Collect each line of the records containing the string "data".
━━━ EXTRACTED ENTRIES ━━━
//! End-to-end tests over real loopback TCP: a ConnectionManager on one
//! side, either the library client or a hand-driven frame client on the
//! other.

use std::net::{IpAddr, Ipv4Addr, SocketAddr};
use std::path::Path;
use std::time::Duration;

use tokio::net::{TcpListener, TcpStream};

use fileshelf::client::{Client, ClientConfig, ClientSession};
use fileshelf::config::RetryPolicy;
use fileshelf::protocol::{Frame, Framer, TransferStatus};
use fileshelf::server::{AcceptStrategy, ConnectionManager, ServerConfig};
use fileshelf::tls::{generate_self_signed, ClientTls, ServerTls};

fn init_tracing() {
    let _ = tracing_subscriber::fmt()
        .with_env_filter(tracing_subscriber::EnvFilter::from_default_env())
        .with_test_writer()
        .try_init();
}

/// Find a base port such that `len` consecutive ports starting there are
/// currently bindable on loopback.
async fn reserve_range(len: u16) -> u16 {
    for _ in 0..50 {
        let probe = TcpListener::bind(("127.0.0.1", 0)).await.unwrap();
        let base = probe.local_addr().unwrap().port();
        drop(probe);

        if base.checked_add(len).is_none() {
            continue;
        }

        let mut all_free = true;
        for offset in 0..len {
            match TcpListener::bind(("127.0.0.1", base + offset)).await {
                Ok(listener) => drop(listener),
                Err(_) => {
                    all_free = false;
                    break;
                }
            }
        }
        if all_free {
            return base;
        }
    }
    panic!("could not reserve a free port range");
}

fn server_config(root: &Path, base: u16, max: u16, accept: AcceptStrategy) -> ServerConfig {
    ServerConfig {
        root_dir: root.to_path_buf(),
        bind_ip: IpAddr::V4(Ipv4Addr::LOCALHOST),
        base_port: base,
        max_port: max,
        accept,
        tls: None,
        resend: RetryPolicy::unbounded(),
    }
}

fn client_config(port: u16, dest: &Path, retry: RetryPolicy) -> ClientConfig {
    ClientConfig {
        server_addr: SocketAddr::new(IpAddr::V4(Ipv4Addr::LOCALHOST), port),
        tls: None,
        dest_dir: dest.to_path_buf(),
        retry,
    }
}

/// Connect through the library client, retrying until the listener is up.
async fn connect_client(config: &ClientConfig) -> ClientSession {
    let client = Client::new(config.clone());
    for _ in 0..100 {
        match client.connect().await {
            Ok(session) => return session,
            Err(_) => tokio::time::sleep(Duration::from_millis(20)).await,
        }
    }
    panic!("server did not accept a session in time");
}

/// Raw TCP connect with the same listener-startup tolerance.
async fn raw_connect(addr: SocketAddr) -> TcpStream {
    for _ in 0..100 {
        if let Ok(stream) = TcpStream::connect(addr).await {
            return stream;
        }
        tokio::time::sleep(Duration::from_millis(20)).await;
    }
    panic!("could not connect to {addr}");
}

#[tokio::test]
async fn full_round_trip_over_escalating_ports() {
    init_tracing();

    let root = tempfile::tempdir().unwrap();
    let blob: Vec<u8> = (0..4096u32).map(|i| (i * 31 % 256) as u8).collect();
    std::fs::write(root.path().join("a.txt"), b"hello").unwrap();
    std::fs::write(root.path().join("blob.bin"), &blob).unwrap();
    std::fs::create_dir(root.path().join("sub")).unwrap();
    std::fs::write(root.path().join("sub").join("nested.txt"), b"deep").unwrap();

    let base = reserve_range(2).await;
    let manager = ConnectionManager::new(server_config(
        root.path(),
        base,
        base + 1,
        AcceptStrategy::Escalating,
    ));
    let handle = tokio::spawn(manager.run());

    let dest = tempfile::tempdir().unwrap();
    let mut session =
        connect_client(&client_config(base, dest.path(), RetryPolicy::unbounded())).await;

    // Catalog covers exactly the top-level regular files
    let mut names: Vec<_> = session
        .catalog()
        .entries
        .iter()
        .map(|e| (e.name.clone(), e.size))
        .collect();
    names.sort();
    assert_eq!(
        names,
        vec![("a.txt".to_string(), 5), ("blob.bin".to_string(), 4096)]
    );

    let path = session.fetch("a.txt").await.unwrap();
    assert_eq!(std::fs::read(&path).unwrap(), b"hello");

    let path = session.fetch("blob.bin").await.unwrap();
    assert_eq!(std::fs::read(&path).unwrap(), blob);

    session.close().await;
    handle.abort();
}

#[tokio::test]
async fn empty_root_yields_empty_catalog() {
    init_tracing();

    let root = tempfile::tempdir().unwrap();
    let base = reserve_range(1).await;
    let manager =
        ConnectionManager::new(server_config(root.path(), base, base, AcceptStrategy::Shared));
    let handle = tokio::spawn(manager.run());

    let dest = tempfile::tempdir().unwrap();
    let session =
        connect_client(&client_config(base, dest.path(), RetryPolicy::unbounded())).await;

    assert!(session.catalog().is_empty());

    session.close().await;
    handle.abort();
}

#[tokio::test]
async fn one_session_serves_many_cycles_then_range_exhausts() {
    init_tracing();

    let root = tempfile::tempdir().unwrap();
    std::fs::write(root.path().join("one.txt"), b"first").unwrap();
    std::fs::write(root.path().join("two.txt"), b"second").unwrap();

    // A single-port range: one session, then the manager completes
    let base = reserve_range(1).await;
    let manager = ConnectionManager::new(server_config(
        root.path(),
        base,
        base,
        AcceptStrategy::Escalating,
    ));
    let handle = tokio::spawn(manager.run());

    let addr = SocketAddr::new(IpAddr::V4(Ipv4Addr::LOCALHOST), base);
    let mut stream = raw_connect(addr).await;

    let catalog = Framer::read_frame(&mut stream)
        .await
        .unwrap()
        .into_catalog()
        .unwrap();
    assert_eq!(catalog.len(), 2);

    for (name, contents) in [
        ("one.txt", b"first".as_slice()),
        ("two.txt", b"second".as_slice()),
    ] {
        Framer::write_frame(
            &mut stream,
            &Frame::Request {
                name: name.to_string(),
            },
        )
        .await
        .unwrap();

        let unit = Framer::read_frame(&mut stream)
            .await
            .unwrap()
            .into_unit()
            .unwrap();
        assert_eq!(unit.status, TransferStatus::Ok);
        assert_eq!(unit.payload, contents);

        Framer::write_frame(&mut stream, &Frame::Ack { ok: true })
            .await
            .unwrap();
    }
    drop(stream);

    // Exhausting the range is a normal completion, not an error
    handle.await.unwrap().unwrap();
}

#[tokio::test]
async fn error_units_flow_until_client_closes_transport() {
    init_tracing();

    let root = tempfile::tempdir().unwrap();
    std::fs::write(root.path().join("temp.txt"), b"soon gone").unwrap();

    let base = reserve_range(1).await;
    let manager = ConnectionManager::new(server_config(
        root.path(),
        base,
        base,
        AcceptStrategy::Escalating,
    ));
    let handle = tokio::spawn(manager.run());

    let addr = SocketAddr::new(IpAddr::V4(Ipv4Addr::LOCALHOST), base);
    let mut stream = raw_connect(addr).await;

    let catalog = Framer::read_frame(&mut stream)
        .await
        .unwrap()
        .into_catalog()
        .unwrap();
    assert_eq!(catalog.entries[0].name, "temp.txt");

    // The file vanishes between catalog and request
    std::fs::remove_file(root.path().join("temp.txt")).unwrap();

    Framer::write_frame(
        &mut stream,
        &Frame::Request {
            name: "temp.txt".to_string(),
        },
    )
    .await
    .unwrap();

    // Every rejection draws a fresh error unit; the loop has no bound
    for _ in 0..3 {
        let unit = Framer::read_frame(&mut stream)
            .await
            .unwrap()
            .into_unit()
            .unwrap();
        assert_eq!(unit.status, TransferStatus::Error);
        assert!(unit.payload.is_empty());

        Framer::write_frame(&mut stream, &Frame::Ack { ok: false })
            .await
            .unwrap();
    }

    // Closing the transport is the only way to end the cycle
    drop(stream);
    handle.await.unwrap().unwrap();
}

#[tokio::test]
async fn fetch_converges_once_the_file_is_back() {
    init_tracing();

    let root = tempfile::tempdir().unwrap();
    std::fs::write(root.path().join("a.txt"), b"original").unwrap();

    let base = reserve_range(1).await;
    let manager =
        ConnectionManager::new(server_config(root.path(), base, base, AcceptStrategy::Shared));
    let handle = tokio::spawn(manager.run());

    let dest = tempfile::tempdir().unwrap();
    let mut session =
        connect_client(&client_config(base, dest.path(), RetryPolicy::unbounded())).await;

    std::fs::remove_file(root.path().join("a.txt")).unwrap();

    // Restore the file shortly; until then the cycle loops on error units
    let root_path = root.path().to_path_buf();
    tokio::spawn(async move {
        tokio::time::sleep(Duration::from_millis(50)).await;
        std::fs::write(root_path.join("a.txt"), b"restored").unwrap();
    });

    let path = session.fetch("a.txt").await.unwrap();
    assert_eq!(std::fs::read(&path).unwrap(), b"restored");

    session.close().await;
    handle.abort();
}

#[tokio::test]
async fn ports_escalate_in_order_and_sessions_stay_isolated() {
    init_tracing();

    let root = tempfile::tempdir().unwrap();
    std::fs::write(root.path().join("data.txt"), b"payload").unwrap();

    let base = reserve_range(3).await;
    let manager = ConnectionManager::new(server_config(
        root.path(),
        base,
        base + 2,
        AcceptStrategy::Escalating,
    ));
    let handle = tokio::spawn(manager.run());

    // Session i lands on base + i, in connection order
    let mut first = raw_connect(SocketAddr::new(IpAddr::V4(Ipv4Addr::LOCALHOST), base)).await;
    Framer::read_frame(&mut first).await.unwrap();

    let mut second =
        raw_connect(SocketAddr::new(IpAddr::V4(Ipv4Addr::LOCALHOST), base + 1)).await;
    Framer::read_frame(&mut second).await.unwrap();

    let mut third = raw_connect(SocketAddr::new(IpAddr::V4(Ipv4Addr::LOCALHOST), base + 2)).await;
    Framer::read_frame(&mut third).await.unwrap();

    // The range is spent: the accept loop has completed
    handle.await.unwrap().unwrap();

    // Kill the first session mid-stream; its neighbors must not notice
    drop(first);

    Framer::write_frame(
        &mut second,
        &Frame::Request {
            name: "data.txt".to_string(),
        },
    )
    .await
    .unwrap();
    let unit = Framer::read_frame(&mut second)
        .await
        .unwrap()
        .into_unit()
        .unwrap();
    assert_eq!(unit.payload, b"payload");
    Framer::write_frame(&mut second, &Frame::Ack { ok: true })
        .await
        .unwrap();

    drop(second);
    drop(third);

    // Every listener is gone: nothing accepts on the spent range
    let refused = TcpStream::connect(SocketAddr::new(IpAddr::V4(Ipv4Addr::LOCALHOST), base)).await;
    assert!(refused.is_err());
}

#[tokio::test]
async fn failed_fetch_reconnects_and_adopts_the_new_catalog() {
    init_tracing();

    let root = tempfile::tempdir().unwrap();
    std::fs::write(root.path().join("good.txt"), b"fine").unwrap();

    let base = reserve_range(1).await;
    let manager =
        ConnectionManager::new(server_config(root.path(), base, base, AcceptStrategy::Shared));
    let handle = tokio::spawn(manager.run());

    let dest = tempfile::tempdir().unwrap();
    let retry = RetryPolicy::limited(1, Duration::ZERO);
    let mut session = connect_client(&client_config(base, dest.path(), retry)).await;

    assert!(session.is_connected());
    assert!(!session
        .catalog()
        .entries
        .iter()
        .any(|e| e.name == "late.txt"));

    // A failed cycle costs the transport
    assert!(session.fetch("missing.txt").await.is_err());
    assert!(!session.is_connected());

    // The next fetch redials; the replacement session scans fresh state
    std::fs::write(root.path().join("late.txt"), b"appeared").unwrap();

    let path = session.fetch("good.txt").await.unwrap();
    assert_eq!(std::fs::read(&path).unwrap(), b"fine");
    assert!(session.is_connected());
    assert!(session
        .catalog()
        .entries
        .iter()
        .any(|e| e.name == "late.txt"));

    session.close().await;
    handle.abort();
}

#[tokio::test]
async fn scan_failure_drops_the_connection_and_the_manager_advances() {
    init_tracing();

    let outer = tempfile::tempdir().unwrap();
    let root = outer.path().join("files");
    std::fs::create_dir(&root).unwrap();
    std::fs::write(root.join("a.txt"), b"here").unwrap();

    let base = reserve_range(2).await;
    let manager = ConnectionManager::new(server_config(
        &root,
        base,
        base + 1,
        AcceptStrategy::Escalating,
    ));
    let handle = tokio::spawn(manager.run());

    // With the root gone, the accepted connection is dropped before any
    // catalog is sent
    std::fs::remove_dir_all(&root).unwrap();

    let mut stream = raw_connect(SocketAddr::new(IpAddr::V4(Ipv4Addr::LOCALHOST), base)).await;
    assert!(Framer::read_frame(&mut stream).await.is_err());
    drop(stream);

    // The accept loop advanced anyway; a restored root serves normally
    std::fs::create_dir(&root).unwrap();
    std::fs::write(root.join("a.txt"), b"back again").unwrap();

    let mut stream =
        raw_connect(SocketAddr::new(IpAddr::V4(Ipv4Addr::LOCALHOST), base + 1)).await;
    let catalog = Framer::read_frame(&mut stream)
        .await
        .unwrap()
        .into_catalog()
        .unwrap();
    assert_eq!(catalog.entries[0].name, "a.txt");

    drop(stream);
    handle.await.unwrap().unwrap();
}

#[tokio::test]
async fn tls_session_round_trip() {
    init_tracing();

    let root = tempfile::tempdir().unwrap();
    std::fs::write(root.path().join("secret.txt"), b"classified").unwrap();

    let identity = generate_self_signed(
        "localhost",
        &["localhost"],
        &["127.0.0.1".parse().unwrap()],
    )
    .unwrap();

    let base = reserve_range(1).await;
    let mut config = server_config(root.path(), base, base, AcceptStrategy::Shared);
    config.tls = Some(ServerTls::from_pem(&identity.cert_pem, &identity.key_pem).unwrap());
    let handle = tokio::spawn(ConnectionManager::new(config).run());

    let dest = tempfile::tempdir().unwrap();
    let mut client_cfg = client_config(base, dest.path(), RetryPolicy::unbounded());
    client_cfg.tls = Some(ClientTls::from_ca_pem(&identity.cert_pem, "localhost").unwrap());

    let mut session = connect_client(&client_cfg).await;
    assert_eq!(session.catalog().len(), 1);

    let path = session.fetch("secret.txt").await.unwrap();
    assert_eq!(std::fs::read(&path).unwrap(), b"classified");

    session.close().await;
    handle.abort();
}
━━━
**FINISHED EXERCISE:**
    std::fs::write(root.path().join("data.txt"), b"payload").unwrap();
            name: "data.txt".to_string(),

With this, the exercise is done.